**TASK DIRECTIONS:** Look through the data below for the line with "pub fn with_gender(mut", and transcribe it exactly together with each line after it up to and including the line with "g == gender)". Give nothing else.

**THE DATA:**
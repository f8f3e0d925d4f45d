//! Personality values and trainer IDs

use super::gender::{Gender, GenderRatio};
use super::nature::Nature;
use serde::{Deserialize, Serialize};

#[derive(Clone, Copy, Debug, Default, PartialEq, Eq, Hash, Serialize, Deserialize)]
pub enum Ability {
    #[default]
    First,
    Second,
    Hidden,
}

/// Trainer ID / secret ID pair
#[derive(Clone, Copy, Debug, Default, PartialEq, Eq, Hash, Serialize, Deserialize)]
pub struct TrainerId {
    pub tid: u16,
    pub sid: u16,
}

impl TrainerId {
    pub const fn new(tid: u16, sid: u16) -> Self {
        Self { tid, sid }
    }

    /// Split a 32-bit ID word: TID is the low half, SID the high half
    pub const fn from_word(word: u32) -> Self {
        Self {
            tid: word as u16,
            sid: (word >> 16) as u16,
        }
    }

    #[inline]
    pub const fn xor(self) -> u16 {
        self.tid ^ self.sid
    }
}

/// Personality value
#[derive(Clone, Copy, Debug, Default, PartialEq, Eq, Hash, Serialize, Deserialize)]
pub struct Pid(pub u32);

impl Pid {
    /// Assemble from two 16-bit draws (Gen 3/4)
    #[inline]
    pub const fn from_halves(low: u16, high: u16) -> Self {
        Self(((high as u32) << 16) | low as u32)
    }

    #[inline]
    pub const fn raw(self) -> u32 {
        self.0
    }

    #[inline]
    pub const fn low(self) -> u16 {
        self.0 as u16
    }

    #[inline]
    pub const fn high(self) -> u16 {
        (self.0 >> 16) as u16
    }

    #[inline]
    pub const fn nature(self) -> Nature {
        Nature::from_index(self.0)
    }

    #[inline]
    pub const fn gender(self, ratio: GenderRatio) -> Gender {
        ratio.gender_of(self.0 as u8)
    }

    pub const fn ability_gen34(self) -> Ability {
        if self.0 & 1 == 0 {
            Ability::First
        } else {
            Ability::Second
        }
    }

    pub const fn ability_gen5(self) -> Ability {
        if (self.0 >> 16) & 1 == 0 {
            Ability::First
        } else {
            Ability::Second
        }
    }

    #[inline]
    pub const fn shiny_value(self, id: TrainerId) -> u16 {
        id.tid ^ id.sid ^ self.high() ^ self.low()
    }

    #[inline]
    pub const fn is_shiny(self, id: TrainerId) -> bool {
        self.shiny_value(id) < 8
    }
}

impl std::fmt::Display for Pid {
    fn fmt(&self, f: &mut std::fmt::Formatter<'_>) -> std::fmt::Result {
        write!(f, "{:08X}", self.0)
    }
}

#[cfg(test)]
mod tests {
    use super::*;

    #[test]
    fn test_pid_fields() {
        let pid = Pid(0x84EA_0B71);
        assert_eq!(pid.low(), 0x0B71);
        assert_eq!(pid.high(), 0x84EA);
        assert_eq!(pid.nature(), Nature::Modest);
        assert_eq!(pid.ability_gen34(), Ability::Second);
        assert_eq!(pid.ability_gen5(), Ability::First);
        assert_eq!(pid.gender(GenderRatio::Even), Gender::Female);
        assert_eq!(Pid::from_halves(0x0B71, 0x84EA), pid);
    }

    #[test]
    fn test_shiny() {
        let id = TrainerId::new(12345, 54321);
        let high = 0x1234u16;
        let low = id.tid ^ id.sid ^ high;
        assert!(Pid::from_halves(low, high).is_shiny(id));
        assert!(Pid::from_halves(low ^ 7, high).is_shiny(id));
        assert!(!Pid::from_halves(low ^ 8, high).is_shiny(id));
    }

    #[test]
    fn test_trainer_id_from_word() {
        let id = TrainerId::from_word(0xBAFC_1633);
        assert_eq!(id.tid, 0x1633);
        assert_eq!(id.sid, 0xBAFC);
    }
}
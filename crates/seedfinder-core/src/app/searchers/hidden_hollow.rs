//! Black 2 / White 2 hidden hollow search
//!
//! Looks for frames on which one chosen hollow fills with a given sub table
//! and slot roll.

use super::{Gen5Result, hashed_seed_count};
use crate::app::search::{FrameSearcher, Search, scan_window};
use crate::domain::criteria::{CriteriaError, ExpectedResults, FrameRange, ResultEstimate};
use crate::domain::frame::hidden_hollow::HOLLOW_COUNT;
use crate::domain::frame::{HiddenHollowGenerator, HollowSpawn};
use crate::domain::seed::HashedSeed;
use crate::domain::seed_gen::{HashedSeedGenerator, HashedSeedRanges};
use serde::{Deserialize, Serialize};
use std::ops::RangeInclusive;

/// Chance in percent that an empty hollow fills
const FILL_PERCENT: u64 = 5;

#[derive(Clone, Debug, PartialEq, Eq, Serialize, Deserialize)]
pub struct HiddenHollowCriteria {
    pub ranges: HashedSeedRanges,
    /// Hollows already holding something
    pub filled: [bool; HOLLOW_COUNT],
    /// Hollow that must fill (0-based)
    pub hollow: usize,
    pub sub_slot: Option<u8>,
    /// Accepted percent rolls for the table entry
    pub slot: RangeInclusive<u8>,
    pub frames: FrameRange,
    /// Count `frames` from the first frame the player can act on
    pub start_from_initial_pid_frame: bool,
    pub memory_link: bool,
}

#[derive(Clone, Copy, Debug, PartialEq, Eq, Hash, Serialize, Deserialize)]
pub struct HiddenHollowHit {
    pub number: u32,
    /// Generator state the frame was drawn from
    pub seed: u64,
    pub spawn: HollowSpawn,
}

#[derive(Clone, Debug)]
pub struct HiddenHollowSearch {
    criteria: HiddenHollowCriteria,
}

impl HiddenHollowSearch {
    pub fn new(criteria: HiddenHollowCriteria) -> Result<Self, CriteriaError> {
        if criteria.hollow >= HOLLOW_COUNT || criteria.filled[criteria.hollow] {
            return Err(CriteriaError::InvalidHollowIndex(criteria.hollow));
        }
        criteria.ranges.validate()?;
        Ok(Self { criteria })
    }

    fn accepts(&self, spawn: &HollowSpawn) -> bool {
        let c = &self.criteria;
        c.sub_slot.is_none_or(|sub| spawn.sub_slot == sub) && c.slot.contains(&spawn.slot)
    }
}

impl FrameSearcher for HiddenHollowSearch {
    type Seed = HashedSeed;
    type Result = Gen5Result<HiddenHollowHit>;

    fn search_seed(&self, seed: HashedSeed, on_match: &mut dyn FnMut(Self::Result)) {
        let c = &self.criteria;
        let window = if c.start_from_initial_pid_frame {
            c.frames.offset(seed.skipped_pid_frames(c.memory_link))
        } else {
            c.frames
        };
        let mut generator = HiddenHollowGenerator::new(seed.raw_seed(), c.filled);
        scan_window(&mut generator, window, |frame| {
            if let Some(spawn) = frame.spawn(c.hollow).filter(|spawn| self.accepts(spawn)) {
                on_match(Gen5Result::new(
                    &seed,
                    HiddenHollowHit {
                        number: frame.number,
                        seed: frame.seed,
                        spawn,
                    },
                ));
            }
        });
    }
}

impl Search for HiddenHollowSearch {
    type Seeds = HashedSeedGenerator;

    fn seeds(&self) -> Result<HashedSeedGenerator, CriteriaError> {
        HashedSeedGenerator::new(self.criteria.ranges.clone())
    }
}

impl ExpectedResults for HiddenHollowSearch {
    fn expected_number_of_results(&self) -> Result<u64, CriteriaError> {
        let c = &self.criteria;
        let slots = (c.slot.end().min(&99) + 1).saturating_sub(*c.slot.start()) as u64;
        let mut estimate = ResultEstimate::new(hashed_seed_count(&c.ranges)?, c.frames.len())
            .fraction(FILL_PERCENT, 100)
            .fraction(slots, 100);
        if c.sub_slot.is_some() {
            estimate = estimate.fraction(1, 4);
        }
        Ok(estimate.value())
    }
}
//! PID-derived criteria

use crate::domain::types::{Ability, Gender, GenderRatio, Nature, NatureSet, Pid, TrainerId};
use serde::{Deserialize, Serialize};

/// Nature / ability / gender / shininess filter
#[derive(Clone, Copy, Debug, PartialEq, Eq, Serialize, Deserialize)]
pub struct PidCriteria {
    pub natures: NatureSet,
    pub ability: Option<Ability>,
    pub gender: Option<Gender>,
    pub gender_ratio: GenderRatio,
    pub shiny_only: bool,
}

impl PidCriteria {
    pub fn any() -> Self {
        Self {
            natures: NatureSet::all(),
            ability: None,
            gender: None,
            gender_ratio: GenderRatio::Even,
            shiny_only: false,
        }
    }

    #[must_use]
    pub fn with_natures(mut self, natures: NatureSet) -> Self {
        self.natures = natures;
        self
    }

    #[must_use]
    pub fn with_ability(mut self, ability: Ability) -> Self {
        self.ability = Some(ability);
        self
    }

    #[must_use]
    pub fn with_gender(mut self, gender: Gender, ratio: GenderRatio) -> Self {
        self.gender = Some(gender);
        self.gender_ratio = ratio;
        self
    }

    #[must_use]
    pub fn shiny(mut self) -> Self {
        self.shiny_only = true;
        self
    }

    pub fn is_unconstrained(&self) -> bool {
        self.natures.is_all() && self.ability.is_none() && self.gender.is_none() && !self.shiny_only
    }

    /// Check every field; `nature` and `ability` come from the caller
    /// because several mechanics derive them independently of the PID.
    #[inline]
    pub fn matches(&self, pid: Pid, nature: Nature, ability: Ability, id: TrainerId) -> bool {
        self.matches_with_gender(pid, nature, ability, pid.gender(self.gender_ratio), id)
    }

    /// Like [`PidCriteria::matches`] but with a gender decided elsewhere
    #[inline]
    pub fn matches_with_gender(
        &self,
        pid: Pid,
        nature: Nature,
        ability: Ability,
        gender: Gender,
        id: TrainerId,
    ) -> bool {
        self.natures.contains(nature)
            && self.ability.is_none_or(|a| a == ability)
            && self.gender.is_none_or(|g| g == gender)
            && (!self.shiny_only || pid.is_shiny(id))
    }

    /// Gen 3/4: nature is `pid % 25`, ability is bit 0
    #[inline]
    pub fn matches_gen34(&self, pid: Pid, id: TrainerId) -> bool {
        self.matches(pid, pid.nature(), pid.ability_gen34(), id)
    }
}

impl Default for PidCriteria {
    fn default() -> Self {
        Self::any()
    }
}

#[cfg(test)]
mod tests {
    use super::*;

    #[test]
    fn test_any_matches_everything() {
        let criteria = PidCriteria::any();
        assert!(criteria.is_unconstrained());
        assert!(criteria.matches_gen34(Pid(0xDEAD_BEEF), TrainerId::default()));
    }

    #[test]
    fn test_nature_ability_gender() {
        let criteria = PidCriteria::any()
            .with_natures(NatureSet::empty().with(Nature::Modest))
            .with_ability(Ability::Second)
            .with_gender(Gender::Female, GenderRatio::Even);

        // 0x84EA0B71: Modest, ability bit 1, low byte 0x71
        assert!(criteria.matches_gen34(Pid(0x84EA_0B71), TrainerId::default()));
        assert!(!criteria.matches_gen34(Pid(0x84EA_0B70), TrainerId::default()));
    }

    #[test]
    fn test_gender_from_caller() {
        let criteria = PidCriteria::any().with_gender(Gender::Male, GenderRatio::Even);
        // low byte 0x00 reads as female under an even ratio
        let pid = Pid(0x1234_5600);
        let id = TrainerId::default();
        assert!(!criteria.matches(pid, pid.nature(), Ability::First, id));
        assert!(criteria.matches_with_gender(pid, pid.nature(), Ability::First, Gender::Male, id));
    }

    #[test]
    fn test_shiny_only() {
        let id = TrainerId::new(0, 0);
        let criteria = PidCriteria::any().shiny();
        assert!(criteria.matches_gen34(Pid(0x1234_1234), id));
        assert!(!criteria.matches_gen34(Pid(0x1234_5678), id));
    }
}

**TASK SOLUTION:**
    pub fn with_gender(mut self, gender: Gender, ratio: GenderRatio) -> Self {
        self.gender = Some(gender);
        self.gender_ratio = ratio;
        self
    }

    #[must_use]
    pub fn shiny(mut self) -> Self {
        self.shiny_only = true;
        self
    }

    pub fn is_unconstrained(&self) -> bool {
        self.natures.is_all() && self.ability.is_none() && self.gender.is_none() && !self.shiny_only
    }

    /// Check every field; `nature` and `ability` come from the caller
    /// because several mechanics derive them independently of the PID.
    #[inline]
    pub fn matches(&self, pid: Pid, nature: Nature, ability: Ability, id: TrainerId) -> bool {
        self.matches_with_gender(pid, nature, ability, pid.gender(self.gender_ratio), id)
    }

    /// Like [`PidCriteria::matches`] but with a gender decided elsewhere
    #[inline]
    pub fn matches_with_gender(
        &self,
        pid: Pid,
        nature: Nature,
        ability: Ability,
        gender: Gender,
        id: TrainerId,
    ) -> bool {
        self.natures.contains(nature)
            && self.ability.is_none_or(|a| a == ability)
            && self.gender.is_none_or(|g| g == gender)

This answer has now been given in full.